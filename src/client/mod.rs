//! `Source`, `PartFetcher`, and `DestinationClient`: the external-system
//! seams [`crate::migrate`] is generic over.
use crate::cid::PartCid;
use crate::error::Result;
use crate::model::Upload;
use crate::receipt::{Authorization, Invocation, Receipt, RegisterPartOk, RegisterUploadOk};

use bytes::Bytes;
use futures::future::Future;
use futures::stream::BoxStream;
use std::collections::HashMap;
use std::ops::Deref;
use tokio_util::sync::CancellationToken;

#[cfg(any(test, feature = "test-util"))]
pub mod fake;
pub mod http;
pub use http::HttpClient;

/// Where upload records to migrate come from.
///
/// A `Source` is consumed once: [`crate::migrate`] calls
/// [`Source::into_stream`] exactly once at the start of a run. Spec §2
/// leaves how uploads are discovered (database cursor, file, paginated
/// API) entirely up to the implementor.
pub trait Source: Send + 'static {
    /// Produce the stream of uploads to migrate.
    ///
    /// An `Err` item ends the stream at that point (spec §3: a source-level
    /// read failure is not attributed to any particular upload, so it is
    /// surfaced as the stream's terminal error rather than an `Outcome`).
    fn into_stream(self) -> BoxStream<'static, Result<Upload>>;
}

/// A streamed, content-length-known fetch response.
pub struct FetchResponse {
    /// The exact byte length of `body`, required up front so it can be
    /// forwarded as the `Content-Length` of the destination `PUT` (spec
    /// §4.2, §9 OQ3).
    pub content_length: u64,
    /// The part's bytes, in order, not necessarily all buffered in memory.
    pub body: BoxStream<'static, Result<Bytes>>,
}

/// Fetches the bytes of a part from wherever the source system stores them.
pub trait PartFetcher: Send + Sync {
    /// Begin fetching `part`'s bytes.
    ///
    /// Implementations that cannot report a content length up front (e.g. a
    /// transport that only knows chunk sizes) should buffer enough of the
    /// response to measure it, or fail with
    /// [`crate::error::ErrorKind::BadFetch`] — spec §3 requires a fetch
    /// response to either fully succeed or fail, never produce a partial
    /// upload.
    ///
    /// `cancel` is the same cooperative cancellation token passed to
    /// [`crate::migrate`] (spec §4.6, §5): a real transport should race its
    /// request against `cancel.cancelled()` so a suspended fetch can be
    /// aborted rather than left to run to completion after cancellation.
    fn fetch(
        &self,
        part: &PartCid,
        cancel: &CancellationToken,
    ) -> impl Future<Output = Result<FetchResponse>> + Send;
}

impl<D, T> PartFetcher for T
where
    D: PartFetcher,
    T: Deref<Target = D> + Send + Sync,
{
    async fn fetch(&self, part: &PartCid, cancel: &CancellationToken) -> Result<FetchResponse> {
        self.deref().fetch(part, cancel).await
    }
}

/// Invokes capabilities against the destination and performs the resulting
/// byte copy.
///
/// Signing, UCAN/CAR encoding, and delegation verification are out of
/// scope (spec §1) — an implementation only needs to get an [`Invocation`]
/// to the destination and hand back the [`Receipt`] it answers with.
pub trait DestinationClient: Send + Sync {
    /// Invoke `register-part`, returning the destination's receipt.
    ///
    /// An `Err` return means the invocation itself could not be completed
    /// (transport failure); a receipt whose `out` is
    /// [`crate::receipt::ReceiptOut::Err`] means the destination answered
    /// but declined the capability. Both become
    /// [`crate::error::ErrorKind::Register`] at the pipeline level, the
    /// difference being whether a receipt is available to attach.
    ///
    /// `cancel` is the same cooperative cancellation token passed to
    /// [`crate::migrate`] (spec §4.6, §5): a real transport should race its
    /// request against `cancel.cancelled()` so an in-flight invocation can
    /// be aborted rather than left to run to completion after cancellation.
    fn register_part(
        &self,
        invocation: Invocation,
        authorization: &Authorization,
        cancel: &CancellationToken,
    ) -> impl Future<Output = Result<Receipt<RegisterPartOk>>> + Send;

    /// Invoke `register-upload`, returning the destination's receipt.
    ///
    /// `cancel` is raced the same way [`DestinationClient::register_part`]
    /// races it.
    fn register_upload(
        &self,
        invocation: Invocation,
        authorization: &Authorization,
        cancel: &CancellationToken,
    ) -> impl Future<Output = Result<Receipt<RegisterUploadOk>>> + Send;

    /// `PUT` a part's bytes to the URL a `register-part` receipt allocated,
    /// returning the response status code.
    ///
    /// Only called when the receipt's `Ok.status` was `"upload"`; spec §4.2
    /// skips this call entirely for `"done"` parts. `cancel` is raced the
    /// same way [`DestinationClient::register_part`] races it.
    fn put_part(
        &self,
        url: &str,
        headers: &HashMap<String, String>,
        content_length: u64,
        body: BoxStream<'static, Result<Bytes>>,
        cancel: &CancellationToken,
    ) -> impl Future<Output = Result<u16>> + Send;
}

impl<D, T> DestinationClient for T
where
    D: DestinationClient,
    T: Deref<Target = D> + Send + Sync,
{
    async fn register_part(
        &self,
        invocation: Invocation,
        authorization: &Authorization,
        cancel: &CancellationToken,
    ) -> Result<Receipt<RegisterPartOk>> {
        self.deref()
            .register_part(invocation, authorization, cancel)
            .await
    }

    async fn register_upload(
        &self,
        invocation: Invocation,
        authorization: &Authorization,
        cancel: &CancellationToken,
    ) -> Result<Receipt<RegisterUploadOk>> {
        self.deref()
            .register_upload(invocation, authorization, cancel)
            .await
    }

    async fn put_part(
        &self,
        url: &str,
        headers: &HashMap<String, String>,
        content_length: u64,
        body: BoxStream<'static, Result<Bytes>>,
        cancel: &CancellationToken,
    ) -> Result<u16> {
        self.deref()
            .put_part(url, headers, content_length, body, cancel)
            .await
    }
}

__________________________________________________

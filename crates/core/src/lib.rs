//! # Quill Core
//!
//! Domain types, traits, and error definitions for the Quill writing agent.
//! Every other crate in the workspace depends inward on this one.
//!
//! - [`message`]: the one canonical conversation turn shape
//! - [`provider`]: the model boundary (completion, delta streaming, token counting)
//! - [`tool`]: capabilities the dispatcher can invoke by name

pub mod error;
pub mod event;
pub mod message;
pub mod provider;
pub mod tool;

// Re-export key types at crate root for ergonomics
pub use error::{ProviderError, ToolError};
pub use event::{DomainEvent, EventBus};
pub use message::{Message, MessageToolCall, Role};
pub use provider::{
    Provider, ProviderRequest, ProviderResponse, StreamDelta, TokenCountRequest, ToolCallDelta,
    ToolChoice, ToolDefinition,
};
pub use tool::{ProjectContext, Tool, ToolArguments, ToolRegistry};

__________________________________________________

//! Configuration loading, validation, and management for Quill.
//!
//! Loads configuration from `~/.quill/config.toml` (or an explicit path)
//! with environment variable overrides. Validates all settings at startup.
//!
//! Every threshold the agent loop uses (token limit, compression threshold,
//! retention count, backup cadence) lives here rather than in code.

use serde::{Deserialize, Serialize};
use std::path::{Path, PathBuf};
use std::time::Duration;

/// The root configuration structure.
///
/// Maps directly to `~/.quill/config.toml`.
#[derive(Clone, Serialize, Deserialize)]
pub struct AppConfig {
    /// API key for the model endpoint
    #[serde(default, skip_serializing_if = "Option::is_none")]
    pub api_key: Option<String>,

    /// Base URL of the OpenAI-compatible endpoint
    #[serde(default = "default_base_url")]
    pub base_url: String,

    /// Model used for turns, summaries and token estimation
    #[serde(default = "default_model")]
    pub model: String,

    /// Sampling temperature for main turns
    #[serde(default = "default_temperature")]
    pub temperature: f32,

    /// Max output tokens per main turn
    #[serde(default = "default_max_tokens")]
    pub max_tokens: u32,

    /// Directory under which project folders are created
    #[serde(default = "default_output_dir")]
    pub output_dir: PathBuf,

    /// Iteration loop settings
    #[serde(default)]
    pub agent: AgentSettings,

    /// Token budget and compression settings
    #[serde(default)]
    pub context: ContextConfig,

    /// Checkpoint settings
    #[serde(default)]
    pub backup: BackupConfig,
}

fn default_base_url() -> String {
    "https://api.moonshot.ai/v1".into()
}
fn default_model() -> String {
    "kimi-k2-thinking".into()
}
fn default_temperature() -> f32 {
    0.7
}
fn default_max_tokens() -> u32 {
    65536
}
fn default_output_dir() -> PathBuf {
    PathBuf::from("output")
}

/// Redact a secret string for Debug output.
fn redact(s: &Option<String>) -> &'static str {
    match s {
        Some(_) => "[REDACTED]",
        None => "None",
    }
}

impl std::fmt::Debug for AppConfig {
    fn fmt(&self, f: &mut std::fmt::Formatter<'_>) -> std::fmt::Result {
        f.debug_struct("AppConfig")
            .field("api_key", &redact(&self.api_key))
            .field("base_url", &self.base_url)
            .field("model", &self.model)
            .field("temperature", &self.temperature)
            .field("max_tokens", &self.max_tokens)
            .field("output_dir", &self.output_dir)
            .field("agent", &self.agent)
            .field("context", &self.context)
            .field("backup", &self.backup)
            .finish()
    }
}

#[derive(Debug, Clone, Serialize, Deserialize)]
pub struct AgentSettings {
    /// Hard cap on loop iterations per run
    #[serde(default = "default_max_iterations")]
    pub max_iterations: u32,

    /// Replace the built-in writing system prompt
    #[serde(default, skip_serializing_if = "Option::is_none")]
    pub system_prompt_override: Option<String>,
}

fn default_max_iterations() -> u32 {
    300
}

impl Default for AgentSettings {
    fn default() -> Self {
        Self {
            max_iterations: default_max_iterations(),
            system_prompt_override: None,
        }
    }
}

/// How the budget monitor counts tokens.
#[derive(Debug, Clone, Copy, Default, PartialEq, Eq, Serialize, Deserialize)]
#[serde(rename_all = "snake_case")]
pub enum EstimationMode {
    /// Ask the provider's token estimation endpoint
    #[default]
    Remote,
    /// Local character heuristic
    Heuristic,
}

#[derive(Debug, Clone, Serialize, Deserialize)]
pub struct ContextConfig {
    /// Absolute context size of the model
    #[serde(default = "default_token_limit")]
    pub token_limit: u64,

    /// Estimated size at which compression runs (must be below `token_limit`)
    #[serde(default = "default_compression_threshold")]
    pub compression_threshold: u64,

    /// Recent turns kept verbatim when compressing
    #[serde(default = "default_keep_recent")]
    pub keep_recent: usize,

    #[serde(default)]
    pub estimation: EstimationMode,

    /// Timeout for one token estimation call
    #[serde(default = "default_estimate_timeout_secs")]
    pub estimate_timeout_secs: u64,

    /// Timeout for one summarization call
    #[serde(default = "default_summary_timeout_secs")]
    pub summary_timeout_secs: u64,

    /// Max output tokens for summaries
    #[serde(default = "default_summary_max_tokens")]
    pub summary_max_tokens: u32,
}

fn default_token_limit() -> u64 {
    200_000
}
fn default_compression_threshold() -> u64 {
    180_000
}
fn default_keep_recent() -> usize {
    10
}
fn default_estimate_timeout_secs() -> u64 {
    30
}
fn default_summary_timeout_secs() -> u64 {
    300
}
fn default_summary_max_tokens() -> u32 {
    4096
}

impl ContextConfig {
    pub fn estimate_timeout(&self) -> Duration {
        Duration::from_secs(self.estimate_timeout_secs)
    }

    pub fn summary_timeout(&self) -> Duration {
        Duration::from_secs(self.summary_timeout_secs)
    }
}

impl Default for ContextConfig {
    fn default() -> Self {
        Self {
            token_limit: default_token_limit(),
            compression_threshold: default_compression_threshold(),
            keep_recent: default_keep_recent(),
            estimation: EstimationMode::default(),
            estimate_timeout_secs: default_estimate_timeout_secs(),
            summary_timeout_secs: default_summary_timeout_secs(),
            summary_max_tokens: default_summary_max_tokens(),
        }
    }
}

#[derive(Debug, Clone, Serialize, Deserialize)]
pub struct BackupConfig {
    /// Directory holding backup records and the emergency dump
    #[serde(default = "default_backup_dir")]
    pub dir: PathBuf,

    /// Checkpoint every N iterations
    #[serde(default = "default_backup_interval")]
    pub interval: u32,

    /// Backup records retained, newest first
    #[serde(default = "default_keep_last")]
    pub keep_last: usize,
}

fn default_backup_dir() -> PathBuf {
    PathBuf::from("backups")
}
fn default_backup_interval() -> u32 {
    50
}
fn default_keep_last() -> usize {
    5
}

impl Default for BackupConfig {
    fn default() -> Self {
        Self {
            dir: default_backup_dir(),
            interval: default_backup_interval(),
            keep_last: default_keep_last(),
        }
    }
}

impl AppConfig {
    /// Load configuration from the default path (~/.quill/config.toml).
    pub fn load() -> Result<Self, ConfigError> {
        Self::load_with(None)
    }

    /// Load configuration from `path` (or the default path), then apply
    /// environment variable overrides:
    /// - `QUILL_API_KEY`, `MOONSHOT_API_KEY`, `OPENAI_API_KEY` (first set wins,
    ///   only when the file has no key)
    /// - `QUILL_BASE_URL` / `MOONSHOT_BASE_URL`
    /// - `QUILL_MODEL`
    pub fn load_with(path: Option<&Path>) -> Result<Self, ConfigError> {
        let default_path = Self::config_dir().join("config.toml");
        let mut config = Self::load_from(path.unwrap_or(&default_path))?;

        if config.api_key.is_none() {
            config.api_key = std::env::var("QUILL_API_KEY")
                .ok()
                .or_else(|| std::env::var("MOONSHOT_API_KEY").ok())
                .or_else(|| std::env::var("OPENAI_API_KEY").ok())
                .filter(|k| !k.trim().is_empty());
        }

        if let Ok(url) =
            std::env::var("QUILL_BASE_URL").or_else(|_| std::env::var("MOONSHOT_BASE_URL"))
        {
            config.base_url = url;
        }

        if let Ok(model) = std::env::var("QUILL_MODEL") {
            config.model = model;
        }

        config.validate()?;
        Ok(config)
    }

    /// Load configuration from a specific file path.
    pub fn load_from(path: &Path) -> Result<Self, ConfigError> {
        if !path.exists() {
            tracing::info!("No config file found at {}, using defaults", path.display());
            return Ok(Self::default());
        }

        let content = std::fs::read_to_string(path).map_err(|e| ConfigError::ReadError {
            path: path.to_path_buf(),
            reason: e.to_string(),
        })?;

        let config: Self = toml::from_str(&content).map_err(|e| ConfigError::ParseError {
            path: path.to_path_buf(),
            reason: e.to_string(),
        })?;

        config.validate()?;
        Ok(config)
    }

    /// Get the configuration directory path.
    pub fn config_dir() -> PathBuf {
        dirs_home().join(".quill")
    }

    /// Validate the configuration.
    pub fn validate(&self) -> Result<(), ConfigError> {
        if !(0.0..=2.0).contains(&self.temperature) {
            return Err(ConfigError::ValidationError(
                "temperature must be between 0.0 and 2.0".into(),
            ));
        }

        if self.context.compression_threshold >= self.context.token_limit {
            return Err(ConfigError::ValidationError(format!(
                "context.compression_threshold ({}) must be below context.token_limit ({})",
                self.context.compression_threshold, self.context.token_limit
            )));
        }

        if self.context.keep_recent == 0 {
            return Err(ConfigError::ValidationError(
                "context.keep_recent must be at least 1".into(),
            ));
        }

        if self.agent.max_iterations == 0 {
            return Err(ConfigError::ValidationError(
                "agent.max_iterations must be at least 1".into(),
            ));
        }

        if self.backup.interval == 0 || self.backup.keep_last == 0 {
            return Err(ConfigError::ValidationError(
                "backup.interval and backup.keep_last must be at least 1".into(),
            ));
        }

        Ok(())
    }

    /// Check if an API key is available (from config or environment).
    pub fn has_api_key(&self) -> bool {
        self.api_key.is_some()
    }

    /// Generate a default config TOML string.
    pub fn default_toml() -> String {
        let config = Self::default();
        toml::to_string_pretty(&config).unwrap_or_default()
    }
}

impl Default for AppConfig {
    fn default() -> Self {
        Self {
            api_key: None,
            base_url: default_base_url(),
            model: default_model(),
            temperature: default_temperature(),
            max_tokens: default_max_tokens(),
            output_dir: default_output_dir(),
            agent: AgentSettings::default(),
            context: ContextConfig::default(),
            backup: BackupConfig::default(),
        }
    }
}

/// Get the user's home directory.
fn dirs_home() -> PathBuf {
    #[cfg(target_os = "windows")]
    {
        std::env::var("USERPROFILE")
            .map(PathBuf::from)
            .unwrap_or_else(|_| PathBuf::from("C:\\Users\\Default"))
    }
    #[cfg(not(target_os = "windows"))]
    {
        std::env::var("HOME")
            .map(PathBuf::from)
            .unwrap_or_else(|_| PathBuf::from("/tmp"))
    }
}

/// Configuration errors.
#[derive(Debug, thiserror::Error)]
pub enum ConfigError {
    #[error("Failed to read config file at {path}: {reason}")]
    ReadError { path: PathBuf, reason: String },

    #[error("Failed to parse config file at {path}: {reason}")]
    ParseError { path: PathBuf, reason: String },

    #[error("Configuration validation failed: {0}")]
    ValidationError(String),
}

__________________________________________________

A single figure, please: the number of lines in the data that hold the string "migrate".

6